Un empire véritable doit satisfaire plusieurs conditions: la spécialisation ethnique des fonctions militaires et productives y est acquise; il vit plusieurs siècles, autour d’une capitale très peuplée qui concentre la richesse, Rome, Pékin, Bagdad; il rassemble la plus grande partie de la population du monde connu; il n’a pas de rival à sa taille tout proche, il fixe lui-même ses frontières, son limes. Les empires finissants traînent après eux une religion nouvelle; celle-ci prétend satisfaire sur le plan spirituel les promesses de paix et de bonheur que l’empire décadent et impuissant est incapable de tenir au plan temporel. L’Empire romain favorise la pénétration du christianisme, l’Empire chinois celle du bouddhisme né en Inde; l’Empire islamique, certes musulman à l’origine, fait triompher la variante sunnite aux dépens du chiisme.
Après la chute de l’Empire romain, l’Europe a un destin exceptionnel. Elle n’obéit en aucune façon aux schémas khaldûniens. Ne proposant aucun dessein impérial durable, elle s’arrête à l’étape des royaumes combattants de l’historiographie chinoise, à celle du choc de hordes se disputant la création d’un empire à partir d’un espace agraire très peuplé, à conquérir et à soumettre fiscalement. En Europe, les royaumes barbares germaniques se partagent les restes de l’Empire romain: les Saxons dans l’actuelle Angleterre, les Bataves en Hollande, les Suèves au Portugal, les Wisigoths en Espagne, les Ostrogoths et les Lombards en Italie, les Francs et les Burgondes en France, les Alamans en Allemagne et en Suisse. Ces peuples combattent les Romains, puis leur vendent la force nécessaire à la survie de l’Empire; ils se romanisent, se convertissent à l’hérésie arienne puis au catholicisme. L’empire n’a plus de capitale temporelle: Rome règne sur le plan spirituel.

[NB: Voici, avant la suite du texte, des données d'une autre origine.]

//! Resource creation, resolution and administration.

use serde_json::json;
use std::sync::Arc;
use std::time::Duration;

use super::counter_aggregator::{CounterAggregator, PENDING_PREFIX, SyncReport};
use super::identifier_generator::IdentifierGenerator;
use super::resolution_cache::ResolutionCache;
use crate::domain::entities::{
    HistoryQuery, NewResource, Representation, ResourceKind, ResourceView,
};
use crate::domain::hit_event::HitEvent;
use crate::domain::hit_worker::HitDispatcher;
use crate::domain::repositories::ResourceRepository;
use crate::error::AppError;
use crate::infrastructure::cache::{FastStore, StoreStats};
use crate::infrastructure::title_fetcher::TitleFetcher;
use crate::utils::url_normalizer::normalize_url;

/// Inserts attempted when a freshly generated identifier loses an insert race.
const INSERT_ATTEMPTS: u32 = 3;

/// How a resolution was triggered.
#[derive(Debug, Clone, Copy, PartialEq, Eq)]
pub enum Access {
    /// Redirect or scan. Always counted.
    Traverse,
    /// Info or image lookup. Counted only with `count_info_reads`.
    Inspect,
}

/// Service-level settings taken from configuration.
#[derive(Debug, Clone)]
pub struct ServiceSettings {
    pub base_url: String,
    pub count_info_reads: bool,
    pub title_timeout: Duration,
}

/// Composition root for the three resource kinds.
///
/// Kind-specific behaviour lives on [`ResourceKind`]; everything here is
/// shared by short links, QR codes and barcodes.
pub struct ResourceService {
    repository: Arc<dyn ResourceRepository>,
    store: Arc<dyn FastStore>,
    cache: Arc<ResolutionCache>,
    counters: Arc<CounterAggregator>,
    generator: IdentifierGenerator,
    title_fetcher: Arc<dyn TitleFetcher>,
    hits: HitDispatcher,
    settings: ServiceSettings,
}

impl ResourceService {
    #[allow(clippy::too_many_arguments)]
    pub fn new(
        repository: Arc<dyn ResourceRepository>,
        store: Arc<dyn FastStore>,
        cache: Arc<ResolutionCache>,
        counters: Arc<CounterAggregator>,
        generator: IdentifierGenerator,
        title_fetcher: Arc<dyn TitleFetcher>,
        hits: HitDispatcher,
        settings: ServiceSettings,
    ) -> Self {
        Self {
            repository,
            store,
            cache,
            counters,
            generator,
            title_fetcher,
            hits,
            settings,
        }
    }

    pub fn base_url(&self) -> &str {
        &self.settings.base_url
    }

    pub fn hits(&self) -> &HitDispatcher {
        &self.hits
    }

    /// Creates a resource pointing at `target_url`.
    ///
    /// The URL is normalized first. The page title is looked up best-effort
    /// and bounded by the configured timeout. A generated identifier that
    /// loses an insert race is replaced, a bounded number of times.
    ///
    /// # Errors
    ///
    /// - [`AppError::Validation`] for a malformed or non-HTTP(S) URL
    /// - [`AppError::DuplicateId`] when no free identifier can be found
    /// - [`AppError::Unavailable`] when the durable store is unreachable
    pub async fn create(
        &self,
        kind: ResourceKind,
        target_url: &str,
        owner_id: Option<i64>,
    ) -> Result<ResourceView, AppError> {
        let target_url = normalize_url(target_url).map_err(|e| {
            AppError::bad_request("Invalid URL format", json!({ "reason": e.to_string() }))
        })?;

        let title = tokio::time::timeout(
            self.settings.title_timeout,
            self.title_fetcher.fetch_title(&target_url),
        )
        .await
        .unwrap_or_else(|_| {
            tracing::debug!(url = %target_url, "Title lookup timed out");
            None
        });

        let mut attempt = 0;
        loop {
            attempt += 1;
            let code = self.generator.generate(kind).await?;

            let new_resource = NewResource {
                kind,
                code,
                target_url: target_url.clone(),
                title: title.clone(),
                owner_id,
            };

            match self.repository.create_resource(new_resource).await {
                Ok(resource) => {
                    let view = ResourceView::from(resource);
                    self.cache.prime(&view).await;

                    tracing::info!(%kind, code = %view.code, "Resource created");
                    metrics::counter!("resources_created_total", "kind" => kind.as_str())
                        .increment(1);

                    return Ok(view);
                }
                Err(AppError::DuplicateId { .. }) if attempt < INSERT_ATTEMPTS => {
                    tracing::warn!(%kind, attempt, "Identifier taken at insert, regenerating");
                }
                Err(e) => return Err(e),
            }
        }
    }

    /// Resolves an identifier, counts the access when it should be counted,
    /// and returns the view with pending hits included.
    ///
    /// The hit is queued, not awaited, so the returned count may not yet
    /// include this access.
    ///
    /// # Errors
    ///
    /// - [`AppError::NotFound`] if the identifier does not exist in `kind`
    /// - [`AppError::Unavailable`] when the durable store is needed and unreachable
    pub async fn resolve_and_count(
        &self,
        kind: ResourceKind,
        code: &str,
        access: Access,
    ) -> Result<ResourceView, AppError> {
        let mut view = self.cache.resolve(kind, code).await?.ok_or_else(|| {
            AppError::not_found(
                format!("{} not found", kind.display_name()),
                json!({ "kind": kind, "code": code }),
            )
        })?;

        let counts = match access {
            Access::Traverse => true,
            Access::Inspect => self.settings.count_info_reads,
        };
        if counts {
            self.hits.dispatch(HitEvent::new(kind, code));
        }

        view.hits += self.counters.pending(kind, code).await;
        Ok(view)
    }

    /// One page of an owner's resources of `kind`, with the owner's total.
    ///
    /// Listing is not an access and counts nothing. Each view includes its
    /// pending hits; ordering by hits uses the durable counts.
    pub async fn history(
        &self,
        kind: ResourceKind,
        query: HistoryQuery,
    ) -> Result<(Vec<ResourceView>, i64), AppError> {
        let page = self.repository.list_by_owner(kind, query).await?;

        let mut views = Vec::with_capacity(page.items.len());
        for resource in page.items {
            let mut view = ResourceView::from(resource);
            view.hits += self.counters.pending(kind, &view.code).await;
            views.push(view);
        }

        Ok((views, page.total))
    }

    /// Kind-specific representation of a resolved resource.
    pub fn render(&self, kind: ResourceKind, view: &ResourceView) -> Representation {
        kind.render(view, &self.settings.base_url)
    }

    /// Flushes every pending counter.
    pub async fn sync_all_counters(&self) -> Result<SyncReport, AppError> {
        self.counters.force_sync_all().await
    }

    pub async fn cache_stats(&self) -> Result<StoreStats, AppError> {
        self.store.stats().await.map_err(|e| {
            AppError::unavailable("Fast store unavailable", json!({ "reason": e.to_string() }))
        })
    }

    /// Removes fast store keys under `prefix`.
    ///
    /// Pending counters are excluded: they hold hits not yet written durably
    /// and must be synced instead.
    ///
    /// # Errors
    ///
    /// Returns [`AppError::Validation`] for an empty prefix or one that
    /// overlaps pending counters.
    pub async fn clear_cache_prefix(&self, prefix: &str) -> Result<u64, AppError> {
        if prefix.is_empty() {
            return Err(AppError::bad_request(
                "Prefix must not be empty",
                json!({ "prefix": prefix }),
            ));
        }
        if PENDING_PREFIX.starts_with(prefix) || prefix.starts_with(PENDING_PREFIX) {
            return Err(AppError::bad_request(
                "Pending counters cannot be cleared; sync them instead",
                json!({ "prefix": prefix }),
            ));
        }

        let removed = self.store.delete_prefix(prefix).await.map_err(|e| {
            AppError::unavailable("Fast store unavailable", json!({ "reason": e.to_string() }))
        })?;

        tracing::info!(prefix, removed, "Cache prefix cleared");
        Ok(removed)
    }
}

En 800, le pape nomme Charlemagne «empereur des Romains», mais l’empire carolingien fragile prend fin en 924. Le Saint-Empire romain germanique lui succède, né en 962, agrégat d’innombrables principautés, difficilement gouvernable. Dans les siècles qui suivent, l’Europe s’organise grâce d’une part aux moines et à l’Eglise catholique, aux aristocraties locales d’autre part. Les nations européennes se dessinent et se consolident. Chacune d’entre elles aura un jour des velléités impériales. Une maîtrise accrue de la cartographie et de l’art de la navigation leur donnera le pouvoir de découvrir et de dominer le monde. C’est d’abord l’Empire portugais, né en 1415, qui décline dès le 4 août 1578 quand Sébastien 1er meurt à la bataille des Trois Rois, vaincu par les Marocains. Ensuite paraît l’Empire – où le soleil ne se couche jamais – de Charles Quint, roi des Espagnes, empereur romain germanique. Epuisé par un règne de 39 années, ce dernier abdique en 1558 au profit de son frère Ferdinand et transmet ses possessions à son fils Philippe II. La France connaîtra brièvement la tentation impériale sous Napoléon 1er (11 ans) et Napoléon III (18 ans); l’Angleterre formera un véritable empire quand la reine Victoria reçoit en 1876 le titre d’impératrice des Indes. D’autres nations sont également sources d’empires plus ou moins étendus et durables: l’Allemagne (IIe et IIIe Reich), l’Autriche, la Hongrie, la Russie dès Ivan IV le Terrible.
Ce qui distingue l’Europe des trois empires reconnus comme tels par Martinez-Gros, c’est non seulement son expression politique d’origine barbare puis nationale, mais aussi la maîtrise d’un savoir scientifique, technique et militaire unique au monde. Dès le Moyen-Age, puis à la Renaissance, les sages de diverses nations exploitent les ressources intellectuelles de l’Antiquité grecque, que les moines ont préservées. Ils élaborent des connaissances fondées sur l’exercice de la raison, ouvert aux questions et aux objections (Thomas d’Aquin), et sur les mathématiques (de Galilée à Newton), pour en arriver, grâce à l’invention de la machine à vapeur par James Watt, à maîtriser les sources d’énergie, ce qui assurera la domination industrielle et militaire de l’Europe.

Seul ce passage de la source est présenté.